### Goal of the exercise
Of the lines below, write out exactly those from the line with "impl NameGenerator for CounterNames" through the line with "let mut last_error = None;", both included, and skip the rest.

### Input for this task

=== Begin Enclosure ===

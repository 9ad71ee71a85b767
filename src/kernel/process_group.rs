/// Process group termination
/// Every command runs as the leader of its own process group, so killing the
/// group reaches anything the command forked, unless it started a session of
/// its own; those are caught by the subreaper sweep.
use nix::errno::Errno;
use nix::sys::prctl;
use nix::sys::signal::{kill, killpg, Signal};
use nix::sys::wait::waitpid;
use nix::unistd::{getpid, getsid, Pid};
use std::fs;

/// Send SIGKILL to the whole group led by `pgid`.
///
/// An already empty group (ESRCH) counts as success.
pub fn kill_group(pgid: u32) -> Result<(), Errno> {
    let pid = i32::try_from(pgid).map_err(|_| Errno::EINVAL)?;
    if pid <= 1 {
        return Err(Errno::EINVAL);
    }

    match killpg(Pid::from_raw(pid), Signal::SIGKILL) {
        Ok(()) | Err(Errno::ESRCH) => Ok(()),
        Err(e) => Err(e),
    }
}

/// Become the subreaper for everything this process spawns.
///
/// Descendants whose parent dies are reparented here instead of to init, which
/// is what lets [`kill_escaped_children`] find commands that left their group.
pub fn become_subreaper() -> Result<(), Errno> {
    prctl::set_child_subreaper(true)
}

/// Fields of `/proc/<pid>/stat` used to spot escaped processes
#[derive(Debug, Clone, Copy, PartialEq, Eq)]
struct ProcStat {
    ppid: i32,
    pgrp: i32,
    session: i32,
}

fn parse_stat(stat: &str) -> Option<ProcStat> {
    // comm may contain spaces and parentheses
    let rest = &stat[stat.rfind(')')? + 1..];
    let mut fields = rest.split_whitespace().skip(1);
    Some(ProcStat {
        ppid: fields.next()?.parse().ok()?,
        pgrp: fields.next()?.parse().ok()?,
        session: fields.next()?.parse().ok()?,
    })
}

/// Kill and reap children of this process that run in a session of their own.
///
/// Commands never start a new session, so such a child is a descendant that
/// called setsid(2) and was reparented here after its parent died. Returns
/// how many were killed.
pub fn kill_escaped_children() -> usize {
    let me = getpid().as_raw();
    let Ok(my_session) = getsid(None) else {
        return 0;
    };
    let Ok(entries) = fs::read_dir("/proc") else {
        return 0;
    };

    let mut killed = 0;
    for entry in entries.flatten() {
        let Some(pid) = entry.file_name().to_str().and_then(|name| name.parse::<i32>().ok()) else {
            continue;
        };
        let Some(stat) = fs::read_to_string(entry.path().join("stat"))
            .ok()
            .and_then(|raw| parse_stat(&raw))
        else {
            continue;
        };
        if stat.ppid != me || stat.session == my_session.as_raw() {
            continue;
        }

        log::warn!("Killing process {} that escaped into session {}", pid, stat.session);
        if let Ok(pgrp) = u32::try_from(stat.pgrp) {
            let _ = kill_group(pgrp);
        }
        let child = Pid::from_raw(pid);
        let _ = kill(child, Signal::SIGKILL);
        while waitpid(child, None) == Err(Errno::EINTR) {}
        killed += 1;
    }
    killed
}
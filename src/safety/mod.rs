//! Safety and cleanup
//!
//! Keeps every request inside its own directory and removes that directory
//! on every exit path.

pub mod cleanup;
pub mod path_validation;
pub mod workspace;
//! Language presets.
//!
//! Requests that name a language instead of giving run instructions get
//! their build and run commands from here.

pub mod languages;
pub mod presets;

=== End Enclosure ===
=== Begin Enclosure ===

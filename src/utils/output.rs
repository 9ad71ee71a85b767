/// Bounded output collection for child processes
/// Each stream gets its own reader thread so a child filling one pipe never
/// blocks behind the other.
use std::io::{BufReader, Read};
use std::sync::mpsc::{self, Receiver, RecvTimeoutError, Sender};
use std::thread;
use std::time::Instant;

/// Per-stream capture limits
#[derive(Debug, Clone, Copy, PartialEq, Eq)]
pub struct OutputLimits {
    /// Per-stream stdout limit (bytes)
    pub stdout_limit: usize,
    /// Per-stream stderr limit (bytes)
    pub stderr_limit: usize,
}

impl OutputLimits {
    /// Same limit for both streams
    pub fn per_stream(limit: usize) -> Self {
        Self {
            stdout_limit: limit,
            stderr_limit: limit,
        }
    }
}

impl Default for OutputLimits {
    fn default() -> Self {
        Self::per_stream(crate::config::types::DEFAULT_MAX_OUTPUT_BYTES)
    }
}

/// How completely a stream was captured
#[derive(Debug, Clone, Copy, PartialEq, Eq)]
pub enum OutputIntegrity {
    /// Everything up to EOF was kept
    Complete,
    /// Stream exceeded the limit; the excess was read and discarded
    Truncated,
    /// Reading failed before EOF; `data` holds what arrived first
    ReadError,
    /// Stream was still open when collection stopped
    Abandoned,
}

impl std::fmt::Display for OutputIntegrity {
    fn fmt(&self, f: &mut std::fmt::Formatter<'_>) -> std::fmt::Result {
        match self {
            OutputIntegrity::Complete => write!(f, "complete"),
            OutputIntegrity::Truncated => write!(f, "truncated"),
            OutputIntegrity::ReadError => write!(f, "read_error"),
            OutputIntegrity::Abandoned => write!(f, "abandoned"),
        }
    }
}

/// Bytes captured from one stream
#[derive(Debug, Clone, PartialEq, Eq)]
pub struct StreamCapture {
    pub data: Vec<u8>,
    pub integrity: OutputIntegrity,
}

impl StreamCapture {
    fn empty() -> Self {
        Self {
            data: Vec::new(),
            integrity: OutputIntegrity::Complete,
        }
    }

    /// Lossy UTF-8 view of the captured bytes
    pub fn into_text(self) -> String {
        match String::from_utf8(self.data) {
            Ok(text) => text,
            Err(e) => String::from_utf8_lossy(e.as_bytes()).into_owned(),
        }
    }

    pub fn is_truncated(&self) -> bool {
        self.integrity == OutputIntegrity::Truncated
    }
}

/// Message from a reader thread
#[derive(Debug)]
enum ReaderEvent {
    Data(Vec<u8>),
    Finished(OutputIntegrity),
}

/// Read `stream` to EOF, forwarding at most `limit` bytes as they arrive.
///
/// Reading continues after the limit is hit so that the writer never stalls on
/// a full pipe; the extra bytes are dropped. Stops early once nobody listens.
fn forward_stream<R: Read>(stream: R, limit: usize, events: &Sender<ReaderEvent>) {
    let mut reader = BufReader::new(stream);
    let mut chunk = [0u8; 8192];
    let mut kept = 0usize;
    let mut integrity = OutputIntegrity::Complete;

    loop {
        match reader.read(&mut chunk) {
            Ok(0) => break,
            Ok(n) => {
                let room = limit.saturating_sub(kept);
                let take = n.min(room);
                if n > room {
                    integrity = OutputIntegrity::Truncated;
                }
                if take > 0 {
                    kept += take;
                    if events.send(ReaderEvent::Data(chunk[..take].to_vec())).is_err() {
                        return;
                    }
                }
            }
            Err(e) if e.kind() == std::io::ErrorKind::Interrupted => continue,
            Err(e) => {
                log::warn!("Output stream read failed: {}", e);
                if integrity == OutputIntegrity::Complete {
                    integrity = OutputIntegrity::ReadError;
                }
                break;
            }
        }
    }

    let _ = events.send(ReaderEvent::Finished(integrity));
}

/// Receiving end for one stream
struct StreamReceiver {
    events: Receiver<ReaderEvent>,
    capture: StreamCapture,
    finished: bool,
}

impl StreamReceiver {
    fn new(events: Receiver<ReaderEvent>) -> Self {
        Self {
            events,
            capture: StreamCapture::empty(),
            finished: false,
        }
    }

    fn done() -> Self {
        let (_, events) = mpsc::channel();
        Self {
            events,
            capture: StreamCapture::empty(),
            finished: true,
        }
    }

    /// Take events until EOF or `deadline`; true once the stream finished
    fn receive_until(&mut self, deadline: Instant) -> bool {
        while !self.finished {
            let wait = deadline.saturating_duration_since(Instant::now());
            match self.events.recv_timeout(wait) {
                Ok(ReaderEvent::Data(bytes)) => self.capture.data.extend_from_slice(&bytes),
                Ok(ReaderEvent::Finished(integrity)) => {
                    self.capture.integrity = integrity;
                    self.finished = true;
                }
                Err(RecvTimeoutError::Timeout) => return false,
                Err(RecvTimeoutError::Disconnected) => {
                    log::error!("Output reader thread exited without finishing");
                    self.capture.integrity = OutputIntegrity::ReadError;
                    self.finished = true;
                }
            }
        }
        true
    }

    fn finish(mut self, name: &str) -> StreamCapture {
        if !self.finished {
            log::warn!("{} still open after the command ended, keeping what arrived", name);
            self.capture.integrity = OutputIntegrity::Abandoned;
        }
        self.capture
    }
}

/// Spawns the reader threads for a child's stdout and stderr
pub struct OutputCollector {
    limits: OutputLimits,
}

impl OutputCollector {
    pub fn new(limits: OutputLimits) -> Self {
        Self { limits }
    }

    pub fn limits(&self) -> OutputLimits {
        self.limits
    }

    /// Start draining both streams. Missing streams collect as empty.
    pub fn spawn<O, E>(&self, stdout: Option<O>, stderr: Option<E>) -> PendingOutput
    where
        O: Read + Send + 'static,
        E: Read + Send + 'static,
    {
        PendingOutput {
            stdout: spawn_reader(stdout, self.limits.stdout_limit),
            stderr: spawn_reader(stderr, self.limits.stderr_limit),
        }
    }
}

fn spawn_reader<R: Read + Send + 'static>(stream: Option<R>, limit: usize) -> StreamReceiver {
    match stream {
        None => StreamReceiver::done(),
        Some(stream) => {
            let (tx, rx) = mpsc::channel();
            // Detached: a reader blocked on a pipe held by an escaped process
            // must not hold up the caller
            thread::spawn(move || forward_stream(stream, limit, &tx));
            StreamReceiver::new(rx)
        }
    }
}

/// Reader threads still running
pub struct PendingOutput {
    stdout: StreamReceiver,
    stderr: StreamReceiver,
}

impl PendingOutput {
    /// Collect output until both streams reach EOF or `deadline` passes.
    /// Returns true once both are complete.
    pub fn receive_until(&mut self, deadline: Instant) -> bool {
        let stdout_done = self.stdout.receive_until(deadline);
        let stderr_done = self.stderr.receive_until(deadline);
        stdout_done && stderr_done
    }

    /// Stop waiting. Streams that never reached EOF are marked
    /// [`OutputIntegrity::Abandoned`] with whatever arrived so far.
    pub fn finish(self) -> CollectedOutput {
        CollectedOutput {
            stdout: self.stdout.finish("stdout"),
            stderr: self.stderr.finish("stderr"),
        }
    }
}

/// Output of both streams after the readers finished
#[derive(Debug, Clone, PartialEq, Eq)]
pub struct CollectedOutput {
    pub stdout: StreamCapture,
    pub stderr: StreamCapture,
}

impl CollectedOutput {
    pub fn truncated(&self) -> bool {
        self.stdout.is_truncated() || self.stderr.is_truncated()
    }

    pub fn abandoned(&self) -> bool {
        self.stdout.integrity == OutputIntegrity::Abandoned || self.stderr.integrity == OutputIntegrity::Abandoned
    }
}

=== End Enclosure ===
=== Begin Enclosure ===

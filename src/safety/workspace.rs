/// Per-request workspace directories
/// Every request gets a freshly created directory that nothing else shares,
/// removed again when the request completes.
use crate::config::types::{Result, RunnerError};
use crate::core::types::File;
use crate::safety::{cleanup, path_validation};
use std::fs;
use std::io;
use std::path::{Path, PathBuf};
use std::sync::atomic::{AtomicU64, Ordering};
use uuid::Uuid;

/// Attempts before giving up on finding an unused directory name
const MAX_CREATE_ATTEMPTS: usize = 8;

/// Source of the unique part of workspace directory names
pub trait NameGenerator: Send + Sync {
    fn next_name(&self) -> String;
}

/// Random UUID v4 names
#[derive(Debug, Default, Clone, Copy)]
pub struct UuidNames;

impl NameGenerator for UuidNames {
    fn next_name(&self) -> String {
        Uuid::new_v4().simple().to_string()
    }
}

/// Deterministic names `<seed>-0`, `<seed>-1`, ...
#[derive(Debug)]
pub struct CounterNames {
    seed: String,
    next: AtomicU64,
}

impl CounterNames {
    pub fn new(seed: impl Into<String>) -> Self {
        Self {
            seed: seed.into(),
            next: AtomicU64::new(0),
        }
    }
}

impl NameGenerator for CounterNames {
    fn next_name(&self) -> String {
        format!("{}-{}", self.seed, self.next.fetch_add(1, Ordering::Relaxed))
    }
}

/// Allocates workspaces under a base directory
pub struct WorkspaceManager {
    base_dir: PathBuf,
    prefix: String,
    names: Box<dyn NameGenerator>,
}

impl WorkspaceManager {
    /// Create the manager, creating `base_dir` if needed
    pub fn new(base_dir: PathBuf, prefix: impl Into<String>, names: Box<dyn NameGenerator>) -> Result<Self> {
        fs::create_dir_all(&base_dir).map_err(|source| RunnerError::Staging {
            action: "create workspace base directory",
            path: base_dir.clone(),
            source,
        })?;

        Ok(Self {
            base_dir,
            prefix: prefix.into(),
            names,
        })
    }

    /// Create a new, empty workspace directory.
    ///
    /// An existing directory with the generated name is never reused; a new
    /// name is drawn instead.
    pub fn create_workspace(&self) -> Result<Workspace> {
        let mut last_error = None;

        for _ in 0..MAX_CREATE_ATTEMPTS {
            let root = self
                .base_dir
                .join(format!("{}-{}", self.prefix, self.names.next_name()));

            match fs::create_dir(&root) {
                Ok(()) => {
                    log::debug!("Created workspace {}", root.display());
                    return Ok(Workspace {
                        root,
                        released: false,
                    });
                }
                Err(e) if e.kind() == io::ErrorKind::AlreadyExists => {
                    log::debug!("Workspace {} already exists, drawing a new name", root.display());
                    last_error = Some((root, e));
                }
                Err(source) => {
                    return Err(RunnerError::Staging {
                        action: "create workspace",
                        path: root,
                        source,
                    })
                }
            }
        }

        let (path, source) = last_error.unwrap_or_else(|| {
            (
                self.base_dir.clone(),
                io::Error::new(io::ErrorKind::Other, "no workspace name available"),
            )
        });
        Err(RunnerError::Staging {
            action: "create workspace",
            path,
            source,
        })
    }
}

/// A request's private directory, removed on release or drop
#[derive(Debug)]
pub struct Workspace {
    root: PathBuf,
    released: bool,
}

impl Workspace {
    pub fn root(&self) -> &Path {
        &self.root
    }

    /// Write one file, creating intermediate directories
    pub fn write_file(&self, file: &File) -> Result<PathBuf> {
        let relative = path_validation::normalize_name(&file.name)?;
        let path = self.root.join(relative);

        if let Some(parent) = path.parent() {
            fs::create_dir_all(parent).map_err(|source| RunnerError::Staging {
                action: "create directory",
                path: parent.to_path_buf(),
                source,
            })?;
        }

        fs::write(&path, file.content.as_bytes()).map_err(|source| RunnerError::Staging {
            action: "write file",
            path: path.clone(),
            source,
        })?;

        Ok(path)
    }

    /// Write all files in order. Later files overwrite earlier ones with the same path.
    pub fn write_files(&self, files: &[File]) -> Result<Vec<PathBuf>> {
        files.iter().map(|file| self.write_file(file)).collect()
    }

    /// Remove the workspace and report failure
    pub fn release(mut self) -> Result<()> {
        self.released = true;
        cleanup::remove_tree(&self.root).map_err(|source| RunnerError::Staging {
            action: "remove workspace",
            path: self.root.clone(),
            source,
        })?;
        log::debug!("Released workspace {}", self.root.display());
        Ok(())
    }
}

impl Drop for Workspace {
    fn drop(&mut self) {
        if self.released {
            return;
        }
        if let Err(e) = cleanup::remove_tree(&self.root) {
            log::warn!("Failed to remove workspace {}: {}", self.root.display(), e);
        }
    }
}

=== End Enclosure ===

### Solution
impl NameGenerator for CounterNames {
    fn next_name(&self) -> String {
        format!("{}-{}", self.seed, self.next.fetch_add(1, Ordering::Relaxed))
    }
}

/// Allocates workspaces under a base directory
pub struct WorkspaceManager {
    base_dir: PathBuf,
    prefix: String,
    names: Box<dyn NameGenerator>,
}

impl WorkspaceManager {
    /// Create the manager, creating `base_dir` if needed
    pub fn new(base_dir: PathBuf, prefix: impl Into<String>, names: Box<dyn NameGenerator>) -> Result<Self> {
        fs::create_dir_all(&base_dir).map_err(|source| RunnerError::Staging {
            action: "create workspace base directory",
            path: base_dir.clone(),
            source,
        })?;

        Ok(Self {
            base_dir,
            prefix: prefix.into(),
            names,
        })
    }

    /// Create a new, empty workspace directory.
    ///
    /// An existing directory with the generated name is never reused; a new
    /// name is drawn instead.
    pub fn create_workspace(&self) -> Result<Workspace> {
        let mut last_error = None;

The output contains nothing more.